Scan the entries below and count the lines holding the string "HealthResponse". Supply only the number.

_Source material_:
• • • • • • •
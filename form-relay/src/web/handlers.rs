//! HTTP endpoint handlers.
//!
//! `POST /contact` ends in exactly one of three outcomes:
//! 1. 400 when required fields are missing (no send attempted)
//! 2. 500 when the mail transport fails
//! 3. 200 when the message was handed to the provider

use std::sync::Arc;

use axum::{
    body::Bytes,
    extract::State,
    http::{header::CONTENT_TYPE, HeaderMap, StatusCode},
    response::IntoResponse,
    Json,
};
use serde::Serialize;
use tracing::{error, info, warn};

use crate::contact::{compose, ContactRequest};
use crate::mail::MailTransport;
use crate::Config;

/// Shared application state.
#[derive(Clone)]
pub struct AppState {
    pub config: Arc<Config>,
    pub mailer: Arc<dyn MailTransport>,
}

impl AppState {
    pub fn new(config: Config, mailer: Arc<dyn MailTransport>) -> Self {
        Self {
            config: Arc::new(config),
            mailer,
        }
    }
}

// =============================================================================
// Health Check
// =============================================================================

/// Health check response.
#[derive(Serialize)]
pub struct HealthResponse {
    pub ok: bool,
}

/// Liveness endpoint. Does not touch the mail transport.
pub async fn health() -> Json<HealthResponse> {
    Json(HealthResponse { ok: true })
}

// =============================================================================
// Contact Form
// =============================================================================

pub const MSG_SENT: &str = "Message Sent!";
pub const MSG_MISSING_FIELDS: &str = "Missing required fields.";
pub const MSG_SEND_FAILED: &str = "Email failed";

/// Contact endpoint response.
#[derive(Debug, Serialize)]
pub struct ContactResponse {
    pub success: bool,
    pub message: &'static str,
    #[serde(skip_serializing_if = "Option::is_none")]
    pub error: Option<String>,
}

impl ContactResponse {
    pub fn sent() -> Self {
        Self {
            success: true,
            message: MSG_SENT,
            error: None,
        }
    }

    pub fn failure(message: &'static str) -> Self {
        Self {
            success: false,
            message,
            error: None,
        }
    }
}

/// Contact form endpoint.
///
/// The body is read as raw bytes so the size cap applies before any
/// parsing. A non-JSON or malformed body counts as an empty form.
pub async fn contact(
    State(state): State<AppState>,
    headers: HeaderMap,
    body: Bytes,
) -> impl IntoResponse {
    let request = if is_json(&headers) {
        ContactRequest::from_json_slice(&body)
    } else {
        ContactRequest::default()
    };

    info!(
        body_length = body.len(),
        has_phone = request.phone.is_some(),
        message_length = request.message.as_ref().map(|m| m.len()).unwrap_or(0),
        "contact_received"
    );

    let submission = match request.validate() {
        Ok(submission) => submission,
        Err(e) => {
            warn!(missing = ?e.missing, "contact_validation_failed");
            return (
                StatusCode::BAD_REQUEST,
                Json(ContactResponse::failure(MSG_MISSING_FIELDS)),
            );
        }
    };

    let email = compose(
        &submission,
        &state.config.email_user,
        &state.config.to_email,
        state.config.escape_html,
    );

    if let Err(e) = state.mailer.send(email).await {
        error!(error = %e, reply_to = %submission.email, "contact_send_failed");

        let mut response = ContactResponse::failure(MSG_SEND_FAILED);
        if state.config.expose_send_errors {
            response.error = Some(e.to_string());
        }
        return (StatusCode::INTERNAL_SERVER_ERROR, Json(response));
    }

    info!(reply_to = %submission.email, "contact_sent");

    (StatusCode::OK, Json(ContactResponse::sent()))
}

/// `application/json` or any `+json` media type.
fn is_json(headers: &HeaderMap) -> bool {
    let Some(content_type) = headers.get(CONTENT_TYPE).and_then(|v| v.to_str().ok()) else {
        return false;
    };

    let essence = content_type
        .split(';')
        .next()
        .unwrap_or_default()
        .trim()
        .to_ascii_lowercase();

    essence == "application/json" || (essence.starts_with("application/") && essence.ends_with("+json"))
}

#[cfg(test)]
mod tests {
    use super::*;
    use axum::http::HeaderValue;

    fn headers_with(content_type: &str) -> HeaderMap {
        let mut headers = HeaderMap::new();
        headers.insert(CONTENT_TYPE, HeaderValue::from_str(content_type).unwrap());
        headers
    }

    #[test]
    fn test_is_json() {
        assert!(is_json(&headers_with("application/json")));
        assert!(is_json(&headers_with("application/json; charset=utf-8")));
        assert!(is_json(&headers_with("Application/JSON")));
        assert!(is_json(&headers_with("application/merge-patch+json")));
        assert!(!is_json(&headers_with("text/plain")));
        assert!(!is_json(&headers_with("application/x-www-form-urlencoded")));
        assert!(!is_json(&HeaderMap::new()));
    }

    #[test]
    fn test_contact_response_serialization() {
        let sent = serde_json::to_value(ContactResponse::sent()).unwrap();
        assert_eq!(sent, serde_json::json!({"success": true, "message": "Message Sent!"}));

        let mut failed = ContactResponse::failure(MSG_SEND_FAILED);
        failed.error = Some("boom".to_string());
        let failed = serde_json::to_value(failed).unwrap();
        assert_eq!(
            failed,
            serde_json::json!({"success": false, "message": "Email failed", "error": "boom"})
        );
    }
}
use anyhow::{Context, Result};
use argh::FromArgs;
use dotenv::dotenv;
use std::env;
use std::path::PathBuf;
use tracing_subscriber::EnvFilter;

mod commands;
mod compositor;
mod config;
mod dump;
mod fetcher;
#[cfg(test)]
mod test_server;

use commands::{download_tiles, dump_merged, print_config};
use config::{
    GridConfig, TileSource, DEFAULT_ORIGIN_X, DEFAULT_ORIGIN_Y, DEFAULT_URL_TEMPLATE,
};

#[derive(FromArgs)]
/// Downloads a fixed grid of map tiles and saves them merged into one timestamped PNG
struct Args {
    /// path to a JSON config file, every field is optional
    #[argh(option, short = 'c')]
    config: Option<PathBuf>,

    /// number of tile columns in the grid
    #[argh(option)]
    columns: Option<u32>,

    /// number of tile rows in the grid
    #[argh(option)]
    rows: Option<u32>,

    /// width in pixels of every source tile
    #[argh(option)]
    tile_width: Option<u32>,

    /// height in pixels of every source tile
    #[argh(option)]
    tile_height: Option<u32>,

    /// integer factor each tile pixel is enlarged by (overrides SCALE_FACTOR)
    #[argh(option, short = 's')]
    scale_factor: Option<u32>,

    /// root directory dumps are written under (overrides OUTPUT_DIR)
    #[argh(option, short = 'o')]
    output_dir: Option<PathBuf>,

    /// tile url with {x} and {y} placeholders
    #[argh(option)]
    url_template: Option<String>,

    /// tile x coordinate of the leftmost column
    #[argh(option)]
    origin_x: Option<u32>,

    /// tile y coordinate of the top row
    #[argh(option)]
    origin_y: Option<u32>,

    /// download attempts per tile
    #[argh(option)]
    retries: Option<u32>,

    /// hours east of UTC used for dump timestamps
    #[argh(option)]
    utc_offset_hours: Option<i32>,

    #[argh(subcommand)]
    command: Option<Command>,
}

#[derive(FromArgs)]
#[argh(subcommand)]
enum Command {
    Dump(DumpArgs),
    DownloadTiles(DownloadTilesArgs),
    PrintConfig(PrintConfigArgs),
}

#[derive(FromArgs)]
/// Fetch every tile, merge them and write one dump (default)
#[argh(subcommand, name = "dump")]
struct DumpArgs {}

#[derive(FromArgs)]
/// Save the raw tiles of the grid to a directory without merging
#[argh(subcommand, name = "download-tiles")]
struct DownloadTilesArgs {
    /// directory to save tiles to
    #[argh(option, short = 'd', default = "PathBuf::from(\"tiles\")")]
    dir: PathBuf,
}

#[derive(FromArgs)]
/// Print the effective configuration and tile urls
#[argh(subcommand, name = "print-config")]
struct PrintConfigArgs {}

impl Args {
    fn apply(&self, config: &mut GridConfig) {
        if let Some(columns) = self.columns {
            config.columns = columns;
        }
        if let Some(rows) = self.rows {
            config.rows = rows;
        }
        if let Some(tile_width) = self.tile_width {
            config.tile_width = tile_width;
        }
        if let Some(tile_height) = self.tile_height {
            config.tile_height = tile_height;
        }
        if let Some(scale_factor) = self.scale_factor {
            config.scale_factor = scale_factor;
        }
        if let Some(output_dir) = &self.output_dir {
            config.output_dir = output_dir.clone();
        }
        if let Some(retries) = self.retries {
            config.fetch.retries = retries;
        }
        if let Some(utc_offset_hours) = self.utc_offset_hours {
            config.utc_offset_hours = utc_offset_hours;
        }
        if self.url_template.is_some() || self.origin_x.is_some() || self.origin_y.is_some() {
            let (template, x, y) = match &config.tiles {
                TileSource::Template {
                    url_template,
                    origin_x,
                    origin_y,
                } => (url_template.clone(), *origin_x, *origin_y),
                TileSource::List(_) => (
                    DEFAULT_URL_TEMPLATE.to_string(),
                    DEFAULT_ORIGIN_X,
                    DEFAULT_ORIGIN_Y,
                ),
            };
            config.tiles = TileSource::Template {
                url_template: self.url_template.clone().unwrap_or(template),
                origin_x: self.origin_x.unwrap_or(x),
                origin_y: self.origin_y.unwrap_or(y),
            };
        }
    }
}

#[tokio::main]
pub async fn main() -> Result<()> {
    dotenv().ok();
    tracing_subscriber::fmt()
        .with_env_filter(
            EnvFilter::try_from_default_env().unwrap_or_else(|_| EnvFilter::new("info")),
        )
        .init();

    let args: Args = argh::from_env();
    let mut config = GridConfig::load(args.config.as_deref())?;
    config.apply_env(|key| env::var(key).ok())?;
    args.apply(&mut config);
    config.validate().context("invalid configuration")?;

    match args.command {
        None | Some(Command::Dump(_)) => {
            dump_merged(&config).await?;
        }
        Some(Command::DownloadTiles(DownloadTilesArgs { dir })) => {
            download_tiles(&config, &dir).await?;
        }
        Some(Command::PrintConfig(_)) => print_config(&config)?,
    }
    Ok(())
}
• • • • • • •
_Solution for this problem_: 3